Stored data
▽
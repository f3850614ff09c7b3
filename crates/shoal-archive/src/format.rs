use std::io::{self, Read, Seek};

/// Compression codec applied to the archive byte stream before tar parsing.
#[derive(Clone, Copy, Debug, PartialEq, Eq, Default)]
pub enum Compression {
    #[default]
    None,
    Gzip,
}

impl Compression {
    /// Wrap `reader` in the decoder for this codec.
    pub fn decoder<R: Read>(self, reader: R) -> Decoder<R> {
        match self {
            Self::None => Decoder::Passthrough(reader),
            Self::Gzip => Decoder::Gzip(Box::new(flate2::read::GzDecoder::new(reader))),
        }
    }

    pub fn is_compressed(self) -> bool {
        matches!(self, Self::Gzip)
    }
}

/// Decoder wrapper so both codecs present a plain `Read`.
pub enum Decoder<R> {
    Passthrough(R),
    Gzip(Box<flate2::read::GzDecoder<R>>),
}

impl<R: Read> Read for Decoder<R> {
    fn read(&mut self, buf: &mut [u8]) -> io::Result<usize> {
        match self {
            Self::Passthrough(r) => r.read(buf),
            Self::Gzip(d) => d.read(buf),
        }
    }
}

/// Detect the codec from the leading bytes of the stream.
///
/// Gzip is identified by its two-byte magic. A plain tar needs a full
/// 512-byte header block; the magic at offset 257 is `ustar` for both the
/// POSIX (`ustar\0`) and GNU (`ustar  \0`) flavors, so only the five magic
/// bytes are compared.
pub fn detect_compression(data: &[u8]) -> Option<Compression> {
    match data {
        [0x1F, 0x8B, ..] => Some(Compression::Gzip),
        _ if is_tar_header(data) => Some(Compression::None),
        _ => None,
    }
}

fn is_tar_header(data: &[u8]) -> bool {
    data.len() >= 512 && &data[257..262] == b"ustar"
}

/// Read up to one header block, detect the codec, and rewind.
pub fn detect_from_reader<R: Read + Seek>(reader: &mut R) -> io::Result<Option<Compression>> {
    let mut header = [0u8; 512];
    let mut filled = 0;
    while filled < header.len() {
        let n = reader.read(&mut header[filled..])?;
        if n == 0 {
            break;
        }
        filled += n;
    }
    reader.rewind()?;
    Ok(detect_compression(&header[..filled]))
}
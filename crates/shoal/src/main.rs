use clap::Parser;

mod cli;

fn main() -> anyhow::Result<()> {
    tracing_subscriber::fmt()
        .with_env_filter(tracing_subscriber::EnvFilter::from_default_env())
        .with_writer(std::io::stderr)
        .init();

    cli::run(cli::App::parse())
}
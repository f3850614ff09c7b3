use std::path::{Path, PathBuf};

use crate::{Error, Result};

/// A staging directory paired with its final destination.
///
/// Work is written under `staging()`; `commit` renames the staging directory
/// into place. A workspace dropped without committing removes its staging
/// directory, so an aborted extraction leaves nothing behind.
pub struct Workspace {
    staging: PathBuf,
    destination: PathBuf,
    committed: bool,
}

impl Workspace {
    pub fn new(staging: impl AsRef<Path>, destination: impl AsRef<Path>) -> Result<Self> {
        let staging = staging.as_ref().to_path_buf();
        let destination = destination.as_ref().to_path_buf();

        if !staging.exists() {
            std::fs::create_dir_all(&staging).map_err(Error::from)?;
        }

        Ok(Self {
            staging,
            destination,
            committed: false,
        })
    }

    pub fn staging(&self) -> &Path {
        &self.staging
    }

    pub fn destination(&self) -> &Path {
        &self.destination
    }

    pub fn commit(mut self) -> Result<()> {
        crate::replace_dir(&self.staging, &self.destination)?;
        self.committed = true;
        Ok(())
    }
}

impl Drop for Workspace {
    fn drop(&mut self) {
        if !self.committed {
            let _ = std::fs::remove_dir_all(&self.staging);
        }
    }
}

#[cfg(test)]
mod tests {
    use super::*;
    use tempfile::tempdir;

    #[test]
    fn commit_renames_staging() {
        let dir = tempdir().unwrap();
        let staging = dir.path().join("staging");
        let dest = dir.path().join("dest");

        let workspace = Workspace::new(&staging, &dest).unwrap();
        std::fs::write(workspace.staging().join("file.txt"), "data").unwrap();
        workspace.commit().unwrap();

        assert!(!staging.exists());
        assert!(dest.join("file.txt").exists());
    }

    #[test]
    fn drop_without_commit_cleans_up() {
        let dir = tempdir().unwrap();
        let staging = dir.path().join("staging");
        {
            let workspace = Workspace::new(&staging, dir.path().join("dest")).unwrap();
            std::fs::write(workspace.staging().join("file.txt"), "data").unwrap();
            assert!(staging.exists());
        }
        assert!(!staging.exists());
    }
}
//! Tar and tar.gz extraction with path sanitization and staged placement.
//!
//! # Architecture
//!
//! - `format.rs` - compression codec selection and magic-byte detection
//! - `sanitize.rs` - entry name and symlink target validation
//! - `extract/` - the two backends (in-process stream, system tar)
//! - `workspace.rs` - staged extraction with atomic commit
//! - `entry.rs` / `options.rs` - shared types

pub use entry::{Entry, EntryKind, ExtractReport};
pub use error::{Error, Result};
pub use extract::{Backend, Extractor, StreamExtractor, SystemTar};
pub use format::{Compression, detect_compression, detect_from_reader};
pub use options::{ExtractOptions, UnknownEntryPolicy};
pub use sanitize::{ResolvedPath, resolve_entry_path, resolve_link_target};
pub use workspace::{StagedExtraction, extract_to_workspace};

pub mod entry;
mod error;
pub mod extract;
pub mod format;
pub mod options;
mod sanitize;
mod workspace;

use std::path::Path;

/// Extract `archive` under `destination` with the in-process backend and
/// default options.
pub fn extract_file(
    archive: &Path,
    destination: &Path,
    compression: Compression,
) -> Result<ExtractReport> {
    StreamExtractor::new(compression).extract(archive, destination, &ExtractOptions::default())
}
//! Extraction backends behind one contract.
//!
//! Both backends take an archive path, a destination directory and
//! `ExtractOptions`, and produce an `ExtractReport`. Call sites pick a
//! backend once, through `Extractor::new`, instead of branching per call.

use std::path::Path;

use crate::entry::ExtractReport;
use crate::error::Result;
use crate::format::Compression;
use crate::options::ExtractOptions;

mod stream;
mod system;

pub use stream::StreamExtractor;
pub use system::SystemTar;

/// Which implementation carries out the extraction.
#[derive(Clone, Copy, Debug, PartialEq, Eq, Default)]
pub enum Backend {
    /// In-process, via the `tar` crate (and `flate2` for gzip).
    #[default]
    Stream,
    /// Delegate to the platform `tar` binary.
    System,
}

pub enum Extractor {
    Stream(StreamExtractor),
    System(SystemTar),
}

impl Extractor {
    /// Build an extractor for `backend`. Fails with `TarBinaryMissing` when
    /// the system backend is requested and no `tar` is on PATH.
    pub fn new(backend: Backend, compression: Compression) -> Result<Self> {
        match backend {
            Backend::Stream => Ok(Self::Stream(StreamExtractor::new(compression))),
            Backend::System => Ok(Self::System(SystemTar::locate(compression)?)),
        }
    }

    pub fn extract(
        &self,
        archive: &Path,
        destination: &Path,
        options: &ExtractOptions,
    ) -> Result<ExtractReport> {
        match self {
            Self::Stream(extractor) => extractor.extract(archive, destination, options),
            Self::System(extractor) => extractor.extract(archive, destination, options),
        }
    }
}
△
*THE PROBLEM*
Among the records above, find each line holding the string "Result" and pull it out.

*ANSWER BOX*
    fn read(&mut self, buf: &mut [u8]) -> io::Result<usize> {
pub fn detect_from_reader<R: Read + Seek>(reader: &mut R) -> io::Result<Option<Compression>> {
fn main() -> anyhow::Result<()> {
use crate::{Error, Result};
    pub fn new(staging: impl AsRef<Path>, destination: impl AsRef<Path>) -> Result<Self> {
    pub fn commit(mut self) -> Result<()> {
pub use error::{Error, Result};
) -> Result<ExtractReport> {
use crate::error::Result;
    pub fn new(backend: Backend, compression: Compression) -> Result<Self> {
    ) -> Result<ExtractReport> {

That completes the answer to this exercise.